By manipulating polarizing filters recovered from television screens, Hoffmann reintroduces an altered memory of light itself—light from devices designed to transmit images, now repurposed and stripped of their original function. Once deformed and layered, these filters act as memory strata: they retain fragments, modify contours, erase certain parts while revealing others. They remind us that every image is a trace, a persistence of light that endures beyond the moment of capture.
This exploration echoes the way photography has, since its origins, maintained a paradoxical relationship with time and memory. Like Man Ray’s solarizations, where the image seemed to emerge from a collision between shadow and light, Hoffmann’s works play with persistence and alteration, granting a new physicality to photography. His images are not mere captures; they are sculpted by gestures that transform them into luminous objects in their own right.
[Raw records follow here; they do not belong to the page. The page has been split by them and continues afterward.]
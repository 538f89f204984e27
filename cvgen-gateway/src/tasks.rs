//! Background tasks: idle-session eviction and the keep-alive self-ping.
//!
//! Both run on fixed intervals independent of request handling and are
//! cancelled at shutdown. Neither is a correctness mechanism: eviction only
//! bounds memory, and the self-ping only keeps free-tier hosting awake.

use crate::session::SessionStore;
use chrono::Utc;
use cvgen_common::Config;
use std::sync::Arc;
use std::time::Duration;
use tokio::task::JoinHandle;

/// Handles to the spawned background loops.
pub struct BackgroundTasks {
    handles: Vec<JoinHandle<()>>,
}

impl BackgroundTasks {
    /// Spawn the eviction sweep and, when a public URL is configured, the
    /// keep-alive self-ping.
    pub fn spawn(store: Arc<SessionStore>, config: &Config) -> Self {
        let mut handles = Vec::new();

        handles.push(spawn_eviction_loop(
            store,
            Duration::from_secs(config.session.evict_interval_secs),
            config.session.ttl_secs,
        ));

        if let Some(public_url) = config.server.public_url.clone() {
            handles.push(spawn_keepalive_loop(public_url));
        }

        Self { handles }
    }

    /// Cancel all background loops.
    pub fn shutdown(self) {
        for handle in self.handles {
            handle.abort();
        }
        tracing::info!("Background tasks stopped");
    }
}

fn spawn_eviction_loop(
    store: Arc<SessionStore>,
    interval: Duration,
    ttl_secs: u64,
) -> JoinHandle<()> {
    let ttl = chrono::Duration::seconds(ttl_secs as i64);

    tokio::spawn(async move {
        let mut ticker = tokio::time::interval(interval);
        // The immediate first tick has nothing to evict
        ticker.tick().await;

        tracing::info!(
            interval_secs = interval.as_secs(),
            ttl_secs,
            "Eviction sweep started"
        );

        loop {
            ticker.tick().await;
            store.evict_idle(Utc::now(), ttl);
        }
    })
}

fn spawn_keepalive_loop(public_url: String) -> JoinHandle<()> {
    // Render and similar hosts idle out after ~15 minutes without traffic
    const KEEPALIVE_INTERVAL: Duration = Duration::from_secs(5 * 60);

    tokio::spawn(async move {
        let client = reqwest::Client::builder()
            .timeout(Duration::from_secs(10))
            .build()
            .unwrap_or_else(|_| reqwest::Client::new());

        let url = format!("{}/api/ping", public_url.trim_end_matches('/'));
        let mut ticker = tokio::time::interval(KEEPALIVE_INTERVAL);
        ticker.tick().await;

        tracing::info!(url = %url, "Keep-alive self-ping started");

        loop {
            ticker.tick().await;
            match client.get(&url).send().await {
                Ok(response) => {
                    tracing::debug!(status = %response.status(), "Keep-alive ping sent");
                }
                Err(e) => {
                    tracing::warn!(error = %e, "Keep-alive ping failed");
                }
            }
        }
    })
}

#[cfg(test)]
mod tests {
    use super::*;
    use crate::session::Turn;

    #[tokio::test(start_paused = true)]
    async fn test_eviction_loop_sweeps_idle_sessions() {
        let store = Arc::new(SessionStore::new(6));
        let id = store.get_or_create(None);
        store.append_turn(&id, Turn::user("hello"));

        // TTL of zero: everything is stale by the next sweep
        let handle = spawn_eviction_loop(Arc::clone(&store), Duration::from_secs(1), 0);

        tokio::time::sleep(Duration::from_secs(3)).await;
        tokio::task::yield_now().await;

        assert!(store.is_empty());
        handle.abort();
    }

    #[tokio::test]
    async fn test_shutdown_aborts_handles() {
        let store = Arc::new(SessionStore::new(6));
        let config = Config::default();

        let tasks = BackgroundTasks::spawn(store, &config);
        tasks.shutdown();
    }
}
Hoffmann’s experimentation also resonates with Hiroshi Sugimoto’s Lightning Fields, where light is no longer merely a means of revealing a subject but becomes the subject itself. In his prints, photography no longer captures an external scene; instead, it records the direct impact of electricity on film, turning the image into a luminous imprint. Similarly, Wastelands proposes a type of photography where light is modeled, deformed, and stratified—not as a mere recording, but as a phenomenon in flux.
Through his approach to the materiality of photography and the deconstruction of the medium, Hoffmann also engages in a dialogue with Wolfgang Tillmans’ work, particularly his Freischwimmer series and his explorations of camera-less photography. Like Tillmans, he interrogates the relationship between light, surface, and perception, playing with transparencies and chance occurrences that allow for a controlled randomness. In his works, light moves through layers of matter, revealing unpredictable chromatic variations, bearing witness to a process in which the image is never fully fixed but always in the making.
By moving away from digital sharpness and the illusion of a fixed and immutable image, Hoffmann positions his work within a photographic practice that embraces disappearance and erosion as integral parts of its process. His images, marked by deformations, creased areas, or erasures, embody a memory in tension—not only that of the places he photographs but also that of the light that reveals and transforms them.
Thus, Wastelands does not merely capture liminal spaces; it records their passage, their alteration, their mutation. Through his broken filters and analog manipulations, Hoffmann invites us to see these landscapes differently—not as forgotten territories but as surfaces traversed by luminous remnants, fragile traces of a world in perpetual recomposition.